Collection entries

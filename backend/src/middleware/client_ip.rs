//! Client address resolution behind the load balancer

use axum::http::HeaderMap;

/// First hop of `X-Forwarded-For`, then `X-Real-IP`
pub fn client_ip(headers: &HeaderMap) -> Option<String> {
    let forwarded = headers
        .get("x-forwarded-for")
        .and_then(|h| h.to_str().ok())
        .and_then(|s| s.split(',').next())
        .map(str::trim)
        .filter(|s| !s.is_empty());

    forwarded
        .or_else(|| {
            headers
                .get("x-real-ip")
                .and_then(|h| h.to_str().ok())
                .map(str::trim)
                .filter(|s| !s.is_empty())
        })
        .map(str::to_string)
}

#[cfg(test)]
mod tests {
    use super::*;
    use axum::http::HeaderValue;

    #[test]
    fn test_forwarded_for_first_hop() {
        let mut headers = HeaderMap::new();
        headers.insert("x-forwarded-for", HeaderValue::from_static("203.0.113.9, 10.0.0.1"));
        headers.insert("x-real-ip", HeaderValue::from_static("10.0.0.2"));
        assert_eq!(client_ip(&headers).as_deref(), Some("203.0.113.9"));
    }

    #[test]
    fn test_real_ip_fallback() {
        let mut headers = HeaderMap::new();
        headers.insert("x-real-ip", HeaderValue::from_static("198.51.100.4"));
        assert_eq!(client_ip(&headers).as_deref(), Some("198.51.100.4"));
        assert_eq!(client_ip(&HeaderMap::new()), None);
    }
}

What the task requires: How many lines of these entries hold the string "HeaderValue"? Answer with the number alone.

Answer area: 4